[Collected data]

_ _ _ _

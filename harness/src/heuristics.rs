//! Crafting-domain pruning checks.
//!
//! These encode world knowledge the generic bounds cannot: which tool
//! productions are detours for the problem at hand. Each check is only
//! installed when the catalog declares the names it reasons about, so a
//! rule set without axes simply gets fewer checks.

use stratagem_planner::HeuristicCheckV1;

use crate::adapter::{produce_task_name, TASK_HAVE_ENOUGH, TASK_PRODUCE, TASK_PRODUCE_ONCE, VAR_TIME};
use crate::rules::RuleSetV1;

/// Whether `task` is a production task for `item`, in either the
/// dispatch form `produce*(entity, item)` or the routed form
/// `produce_<item>(entity)`.
fn is_producing(task: &stratagem_kernel::task::TaskV1, item: &str) -> bool {
    if task.name == TASK_PRODUCE || task.name == TASK_PRODUCE_ONCE {
        return task.args.get(1).and_then(|a| a.as_sym()) == Some(item);
    }
    task.name == produce_task_name(item)
}

/// Whether a `have_enough` threshold goal for `item` sits in the queue.
fn item_pending(tasks: &[stratagem_kernel::task::TaskV1], item: &str) -> bool {
    tasks.iter().any(|t| {
        t.name == TASK_HAVE_ENOUGH && t.args.get(1).and_then(|a| a.as_sym()) == Some(item)
    })
}

/// Time cost of gathering one wood bare-handed: the cheapest recipe that
/// yields wood with no tools and no inputs. Falls back to 4 when the
/// catalog has no such recipe.
fn bare_hand_wood_time(rules: &RuleSetV1) -> i64 {
    rules
        .recipes
        .values()
        .filter(|r| {
            r.produces.contains_key("wood") && r.requires.is_empty() && r.consumes.is_empty()
        })
        .map(|r| r.time)
        .min()
        .unwrap_or(4)
}

/// An iron axe only speeds up wood gathering; if the goal never asks for
/// one, crafting it is always a detour.
fn skip_unneeded_iron_axe(rules: &RuleSetV1) -> HeuristicCheckV1 {
    let goal_wants_it = rules.problem.goal.contains_key("iron_axe");
    HeuristicCheckV1::new("skip_unneeded_iron_axe", move |ctx| {
        !goal_wants_it && is_producing(ctx.current_task, "iron_axe")
    })
}

/// Skip wooden/stone axe production when bare-handed gathering covers
/// the whole remaining wood demand within the time budget.
///
/// Demand is counted in eighths of a wood unit so plank (4 per wood) and
/// stick (8 per wood) goals fold in without fractions.
fn punch_beats_axes(rules: &RuleSetV1) -> HeuristicCheckV1 {
    let goal = &rules.problem.goal;
    let goal_wants_axe =
        goal.contains_key("wooden_axe") || goal.contains_key("stone_axe");
    let demand_x8 = 8 * goal.get("wood").copied().unwrap_or(0)
        + 2 * goal.get("plank").copied().unwrap_or(0)
        + goal.get("stick").copied().unwrap_or(0);
    let punch_time = bare_hand_wood_time(rules);
    HeuristicCheckV1::new("punch_beats_axes", move |ctx| {
        if goal_wants_axe {
            return false;
        }
        let targets_axe = is_producing(ctx.current_task, "wooden_axe")
            || is_producing(ctx.current_task, "stone_axe");
        if !targets_axe {
            return false;
        }
        let entity = match ctx.current_task.args.first().and_then(|a| a.as_sym()) {
            Some(e) => e,
            None => return false,
        };
        let held_x8 = 8 * ctx.state.quantity("wood", entity);
        let still_needed_x8 = (demand_x8 - held_x8).max(0);
        let budget = ctx.state.quantity(VAR_TIME, entity);
        punch_time * still_needed_x8 <= 8 * budget
    })
}

/// Never craft an iron pickaxe while a stone pickaxe goal is still
/// queued: the stone tier is its prerequisite and must come first.
fn stone_pickaxe_first() -> HeuristicCheckV1 {
    HeuristicCheckV1::new("stone_pickaxe_first", |ctx| {
        is_producing(ctx.current_task, "iron_pickaxe")
            && item_pending(ctx.remaining_tasks, "stone_pickaxe")
    })
}

/// Build the domain checks applicable to this catalog.
#[must_use]
pub fn domain_checks(rules: &RuleSetV1) -> Vec<HeuristicCheckV1> {
    let mut checks = Vec::new();
    if rules.is_tool("iron_axe") {
        checks.push(skip_unneeded_iron_axe(rules));
    }
    if rules.is_tool("wooden_axe") || rules.is_tool("stone_axe") {
        checks.push(punch_beats_axes(rules));
    }
    if rules.is_tool("iron_pickaxe") && rules.is_tool("stone_pickaxe") {
        checks.push(stone_pickaxe_first());
    }
    checks
}
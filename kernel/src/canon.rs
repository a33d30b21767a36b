//! Canonical JSON bytes: the single serialization-for-hashing implementation.
//!
//! Every digest in the workspace (state fingerprints, registry digests,
//! rule-set and plan digests) routes through this module so that two
//! logically equal values always hash identically.
//!
//! Rules: object keys sorted lexicographically, compact form, integers
//! only (floats are rejected — their formatting drifts across platforms),
//! strings escaped per RFC 8259 §7.

use std::io::Write;

/// Error type for canonical JSON serialization.
#[derive(Debug, Clone, PartialEq, Eq)]
pub enum CanonError {
    /// A JSON number was not representable as `i64` or `u64`.
    NonIntegerNumber { raw: String },
}

impl std::fmt::Display for CanonError {
    fn fmt(&self, f: &mut std::fmt::Formatter<'_>) -> std::fmt::Result {
        match self {
            Self::NonIntegerNumber { raw } => {
                write!(f, "non-integer number in canonical JSON: {raw}")
            }
        }
    }
}

impl std::error::Error for CanonError {}

/// Produce canonical JSON bytes from a `serde_json::Value`.
///
/// # Errors
///
/// Returns [`CanonError::NonIntegerNumber`] for any float, NaN, or
/// Infinity encountered anywhere in the value.
pub fn canonical_json_bytes(value: &serde_json::Value) -> Result<Vec<u8>, CanonError> {
    let mut buf = Vec::new();
    write_value(&mut buf, value)?;
    Ok(buf)
}

fn write_value(buf: &mut Vec<u8>, value: &serde_json::Value) -> Result<(), CanonError> {
    match value {
        serde_json::Value::Null => buf.extend_from_slice(b"null"),
        serde_json::Value::Bool(true) => buf.extend_from_slice(b"true"),
        serde_json::Value::Bool(false) => buf.extend_from_slice(b"false"),
        serde_json::Value::Number(n) => {
            if let Some(i) = n.as_i64() {
                let _ = write!(buf, "{i}");
            } else if let Some(u) = n.as_u64() {
                let _ = write!(buf, "{u}");
            } else {
                return Err(CanonError::NonIntegerNumber { raw: n.to_string() });
            }
        }
        serde_json::Value::String(s) => write_string(buf, s),
        serde_json::Value::Array(items) => {
            buf.push(b'[');
            for (i, item) in items.iter().enumerate() {
                if i > 0 {
                    buf.push(b',');
                }
                write_value(buf, item)?;
            }
            buf.push(b']');
        }
        serde_json::Value::Object(map) => {
            let mut entries: Vec<(&String, &serde_json::Value)> = map.iter().collect();
            entries.sort_by_key(|(k, _)| k.as_bytes());

            buf.push(b'{');
            for (i, (key, val)) in entries.iter().enumerate() {
                if i > 0 {
                    buf.push(b',');
                }
                write_string(buf, key);
                buf.push(b':');
                write_value(buf, val)?;
            }
            buf.push(b'}');
        }
    }
    Ok(())
}

fn write_string(buf: &mut Vec<u8>, s: &str) {
    buf.push(b'"');
    for ch in s.chars() {
        match ch {
            '"' => buf.extend_from_slice(b"\\\""),
            '\\' => buf.extend_from_slice(b"\\\\"),
            '\n' => buf.extend_from_slice(b"\\n"),
            '\r' => buf.extend_from_slice(b"\\r"),
            '\t' => buf.extend_from_slice(b"\\t"),
            c if c < '\u{0020}' => {
                let _ = write!(buf, "\\u{:04x}", c as u32);
            }
            c => {
                let mut utf8 = [0u8; 4];
                buf.extend_from_slice(c.encode_utf8(&mut utf8).as_bytes());
            }
        }
    }
    buf.push(b'"');
}
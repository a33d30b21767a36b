//! Binary that plans a crafting rule file and prints a deterministic
//! report.
//!
//! Usage: `stratagem [RULES.json] [--entity NAME] [-v | -vv]`
//!
//! `RULES.json` defaults to `crafting.json` in the working directory.
//! `-v` adds search counters, `-vv` additionally dumps the trace. An
//! exhausted search reports `no plan found`.
//!
//! Exit codes: 0 plan found, 1 search exhausted, 2 configuration or
//! rule-file error.

use std::path::{Path, PathBuf};
use std::process::ExitCode;

use stratagem_harness::runner::{run_file, PlanReportV1};
use stratagem_planner::{TerminationV1, TraceEventV1};

struct Args {
    rules: PathBuf,
    entity: String,
    verbosity: u8,
}

fn parse_args() -> Result<Args, String> {
    let mut rules: Option<PathBuf> = None;
    let mut entity = "agent".to_string();
    let mut verbosity = 0u8;

    let mut argv = std::env::args().skip(1);
    while let Some(arg) = argv.next() {
        match arg.as_str() {
            "-v" => verbosity = verbosity.max(1),
            "-vv" => verbosity = 2,
            "--entity" => {
                entity = argv
                    .next()
                    .ok_or_else(|| "--entity requires a value".to_string())?;
            }
            "--help" | "-h" => {
                return Err("usage: stratagem [RULES.json] [--entity NAME] [-v | -vv]".into());
            }
            other if other.starts_with('-') => {
                return Err(format!("unknown flag: {other}"));
            }
            other => {
                if rules.replace(PathBuf::from(other)).is_some() {
                    return Err("at most one rule file may be given".into());
                }
            }
        }
    }

    Ok(Args {
        rules: rules.unwrap_or_else(|| PathBuf::from("crafting.json")),
        entity,
        verbosity,
    })
}

fn render_trace_event(event: &TraceEventV1) -> String {
    match event {
        TraceEventV1::TaskExpanded { task, candidates } => {
            format!("expand {task} candidates={candidates}")
        }
        TraceEventV1::MethodAttempted { task, method } => {
            format!("attempt {task} method={method}")
        }
        TraceEventV1::MethodInfeasible { task, method } => {
            format!("infeasible {task} method={method}")
        }
        TraceEventV1::OperatorApplied { task } => format!("apply {task}"),
        TraceEventV1::OperatorRejected { task, detail } => {
            format!("reject {task}: {detail}")
        }
        TraceEventV1::BranchPruned { task, check } => {
            format!("prune {task} check={check}")
        }
        TraceEventV1::Backtracked { task, method } => {
            format!("backtrack {task} method={method}")
        }
    }
}

fn render_report(rules: &Path, report: &PlanReportV1, verbosity: u8) -> Vec<String> {
    let mut lines = vec![
        format!("rules={}", rules.display()),
        format!("rule_digest={}", report.rule_digest.as_str()),
    ];
    match report.termination {
        TerminationV1::GoalReached => lines.push("termination=goal_reached".into()),
        TerminationV1::Exhausted => {
            lines.push("termination=exhausted".into());
            lines.push("no plan found".into());
        }
    }

    if let Some(plan) = &report.plan {
        lines.push(format!("plan_length={}", plan.len()));
        if let Some(digest) = &report.plan_digest {
            lines.push(format!("plan_digest={}", digest.as_str()));
        }
        for (step, task) in plan.iter().enumerate() {
            lines.push(format!("step[{step}]={}", task.key()));
        }
    }

    if verbosity >= 1 {
        let stats = &report.stats;
        lines.push(format!("expansions={}", stats.expansions));
        lines.push(format!(
            "operator_applications={}",
            stats.operator_applications
        ));
        lines.push(format!("operator_rejections={}", stats.operator_rejections));
        lines.push(format!("methods_infeasible={}", stats.methods_infeasible));
        lines.push(format!("branches_pruned={}", stats.branches_pruned));
        lines.push(format!("backtracks={}", stats.backtracks));
        lines.push(format!("max_depth_reached={}", stats.max_depth_reached));
    }
    if verbosity >= 2 {
        for event in &report.trace.events {
            lines.push(format!("trace: {}", render_trace_event(event)));
        }
    }

    lines
}

fn main() -> ExitCode {
    let args = match parse_args() {
        Ok(args) => args,
        Err(msg) => {
            eprintln!("{msg}");
            return ExitCode::from(2);
        }
    };

    let report = match run_file(&args.rules, &args.entity) {
        Ok(report) => report,
        Err(err) => {
            eprintln!("stratagem: {err}");
            return ExitCode::from(2);
        }
    };

    for line in render_report(&args.rules, &report, args.verbosity) {
        println!("{line}");
    }

    match report.termination {
        TerminationV1::GoalReached => ExitCode::SUCCESS,
        TerminationV1::Exhausted => ExitCode::from(1),
    }
}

_ _ _ _

YOUR GOAL: Output the data exactly, from the first line through the line that holds "in either the", so that no later line appears.

SOLUTION TO THIS TASK:
filename harness/src/heuristics.rs
//! Crafting-domain pruning checks.
//!
//! These encode world knowledge the generic bounds cannot: which tool
//! productions are detours for the problem at hand. Each check is only
//! installed when the catalog declares the names it reasons about, so a
//! rule set without axes simply gets fewer checks.

use stratagem_planner::HeuristicCheckV1;

use crate::adapter::{produce_task_name, TASK_HAVE_ENOUGH, TASK_PRODUCE, TASK_PRODUCE_ONCE, VAR_TIME};
use crate::rules::RuleSetV1;

/// Whether `task` is a production task for `item`, in either the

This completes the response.